Uno de los momentos que quiero reflejar de mi vida es una de las situaciones, que pienso, ha tenido mucho que ver con mi actitud frente a la comprensión del amor de mis padres, el resultado del esfuerzo y el trabajo constante que me han inculcado.

Desde los cuatro años yo viví en una aldea de Galicia, me crié con mis progenitores en un entorno natural en pleno campo. Puedo decir que he sido una hija única, feliz hasta los siete años, cuando nace mi hermano mayor, muy mal recibido por mí parte, debido a los comentarios que me hacían algunas personas del entorno. Recuerdo: “ya verás lo que te espera cuando llegue tu hermano”, “se te acabaron los mimos con el nuevo heredero”.

La realidad es que mi situación cambió. Había un bebé que recibía todas las atenciones y yo era un cero a la izquierda. Además a partir de ahí cada dos años tenía un nuevo hermano. De tal forma que a los 11 años yo asumía varias responsabilidades al salir de la escuela o de forma permanente en periodo vacacional: en el cuidado de los pequeños y en ayudar en las labores de la casa o en labores del campo.

Por azar pude ir a estudiar con catorce años al fallecer el abuelo. Cuando venía de vacaciones yo me encargaba de todo el trabajo de una casa de labranza; niños, comida, animales domésticos, limpieza, e incluso hacer la colada, ayudar a mamá cuando amasábamos y horneábamos el pan.

Mi papá tenía mucho carácter y era muy exigente con nuestro comportamiento. Cuando se enfadaba nos castigaba. Él había tenido una educación muy estricta. Su padre era muy severo y su madre se trastornó cuando él tenía poco años. Recibió formación religiosa para ser sacerdote.
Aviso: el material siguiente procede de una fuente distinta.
//! Plain-text rendering of the stats views for the terminal.

use crate::db::SessionRecord;
use crate::feedback::Feedback;
use crate::stats::{Comparison, DashboardSummary, ProfileSummary, Topic};
use std::fmt::Write;

pub fn topics(topics: &[Topic]) -> String {
    let mut out = String::new();
    for t in topics {
        let _ = writeln!(
            out,
            "{:>2}  {:<26} {:<13} {:<12} {}",
            t.id, t.title, t.level, t.category, t.desc
        );
    }
    out
}

fn score(value: f64) -> String {
    format!("{:.1}/10", value)
}

fn session_line(s: &SessionRecord) -> String {
    format!(
        "{}  {}  {:<26} {:>5}s  {}",
        s.id,
        s.timestamp.format("%Y-%m-%d %H:%M"),
        s.topic,
        s.duration,
        score(s.average_score())
    )
}

pub fn session_list(sessions: &[SessionRecord]) -> String {
    if sessions.is_empty() {
        return "No sessions yet.\n".to_string();
    }
    let mut out = String::new();
    for s in sessions {
        let _ = writeln!(out, "{}", session_line(s));
    }
    out
}

fn list(out: &mut String, heading: &str, items: &[String]) {
    if items.is_empty() {
        return;
    }
    let _ = writeln!(out, "{heading}:");
    for item in items {
        let _ = writeln!(out, "  - {item}");
    }
}

pub fn feedback(f: &Feedback) -> String {
    let mut out = String::new();
    let _ = writeln!(
        out,
        "Grammar {}  Clarity {}  Confidence {}  Average {}",
        score(f.grammar),
        score(f.clarity),
        score(f.confidence),
        score(f.average_score)
    );
    list(&mut out, "Strengths", &f.strengths);
    list(&mut out, "Weaknesses", &f.weaknesses);
    if !f.detailed_feedback.is_empty() {
        let _ = writeln!(out, "\n{}", f.detailed_feedback);
    }
    out
}

pub fn session_detail(s: &SessionRecord) -> String {
    let mut out = String::new();
    let _ = writeln!(out, "Session {}", s.id);
    let _ = writeln!(out, "Topic:    {}", s.topic);
    let _ = writeln!(out, "When:     {}", s.timestamp.to_rfc3339());
    let _ = writeln!(out, "Duration: {}m {}s", s.duration / 60, s.duration % 60);
    let _ = writeln!(out, "User:     {} <{}>", s.user.name, s.user.email);
    let _ = writeln!(out, "\nReplies:");
    for (i, reply) in s.user_replies.iter().enumerate() {
        let _ = writeln!(out, "  {}. {}", i + 1, reply);
    }
    match &s.feedback {
        Some(f) => {
            let _ = write!(out, "\n{}", feedback(f));
        }
        None => {
            let _ = writeln!(out, "\nNo feedback recorded.");
        }
    }
    out
}

pub fn comparison(c: &Comparison) -> String {
    let mut out = String::new();
    let _ = writeln!(out, "Current:  {}", session_line(&c.current));
    let _ = writeln!(out, "Previous: {}", session_line(&c.previous));
    let _ = writeln!(out);
    for row in &c.radar {
        let delta = row.current - row.previous;
        let _ = writeln!(
            out,
            "{:<11} {:>5.1} -> {:>5.1}  ({:+.1})",
            row.skill, row.previous, row.current, delta
        );
    }
    for point in &c.line {
        let _ = writeln!(out, "{:<11} avg {:.2}", point.session, point.avg);
    }
    list(&mut out, "\nCurrent strengths", &c.current_strengths);
    list(&mut out, "\nPrevious weaknesses", &c.previous_weaknesses);
    out
}

pub fn dashboard(d: &DashboardSummary) -> String {
    let mut out = String::new();
    let _ = writeln!(out, "Total sessions: {}", d.total_sessions);
    let _ = writeln!(out, "Average score:  {}", d.average_display);
    let _ = writeln!(out, "Last 7 days:    {}", d.last_7_days);
    let _ = writeln!(out, "Streak:         {}", d.streak);
    if !d.recent.is_empty() {
        let _ = write!(out, "\nRecent:\n{}", session_list(&d.recent));
    }
    out
}

pub fn profile(p: &ProfileSummary) -> String {
    let mut out = String::new();
    let _ = writeln!(out, "Total sessions: {}", p.total_sessions);
    let _ = writeln!(out, "Total minutes:  {}", p.total_minutes);
    let _ = writeln!(out, "Best score:     {}", score(p.best_score));
    let _ = writeln!(out, "Favorite topic: {}", p.favorite_topic);
    if let Some(a) = &p.averages {
        let _ = writeln!(
            out,
            "Averages: grammar {:.1}, confidence {:.1}, clarity {:.1}, overall {:.1}",
            a.grammar, a.confidence, a.clarity, a.overall
        );
    }
    if !p.weekly_activity.is_empty() {
        let days: Vec<String> = p
            .weekly_activity
            .iter()
            .map(|d| format!("{} {}", d.day, d.sessions))
            .collect();
        let _ = writeln!(out, "This week: {}", days.join("  "));
    }
    list(&mut out, "\nAreas for improvement", &p.improvement_areas);
    let _ = writeln!(out, "\nAchievements:");
    for a in &p.achievements {
        let mark = if a.unlocked { "x" } else { " " };
        let _ = writeln!(out, "  [{}] {} - {}", mark, a.title, a.description);
    }
    if !p.recent.is_empty() {
        let _ = write!(out, "\nRecent:\n{}", session_list(&p.recent));
    }
    out
}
A pesar de ello, cuando perdía los estribos tenía costumbre de blasfemar, algo muy habitual en las aldeas de Galicia.

Un día a mis quince años, yo había hecho todas las labores asignadas y había preparado la cena para los ocho miembros de la familia. Era el anochecer. Entró papá en la cocina enfadado y riñendo, no recuerdo exactamente el motivo. Venía enfurecido, blasfemaba. Yo me enfrenté a él. Le dije: “¿Es éste el ejemplo que da Vd. a sus hijos pequeños?” La respuesta no se hizo esperar. Empezó a darme de bofetadas. En ese momento, mi madre se metió en medio y me dijo, “lárgate”.

Salí corriendo de la cocina. Alcancé la calle y me encontré en medio de la noche. La oscuridad no permitía que pudiera localizarme.

Después de un rato, volví alrededor de la casa y desde el exterior me puse a escuchar en la ventana de la cocina la conversación de mis padres. Eran ya altas horas de la noche, mi madre le hacía reproches. -Tú eres el responsable de que la chica esté por ahí a estas horas de la noche. No puedes ponerte así y menos levantarle la mano.

Después de comprobar lo que le decía mamá y la preocupación de papá, me fui a casa de una amiga y entré sin llamar, sigilosamente, por una puerta que yo sabía abrir desde la calle, subí las escaleras, fui a su habitación, me deslicé en su cama y le pedí silencio.

Mamá ya había ido a preguntar si estaba allí.

La madre de mi amiga que se dio cuenta de mi llegada y la avisó.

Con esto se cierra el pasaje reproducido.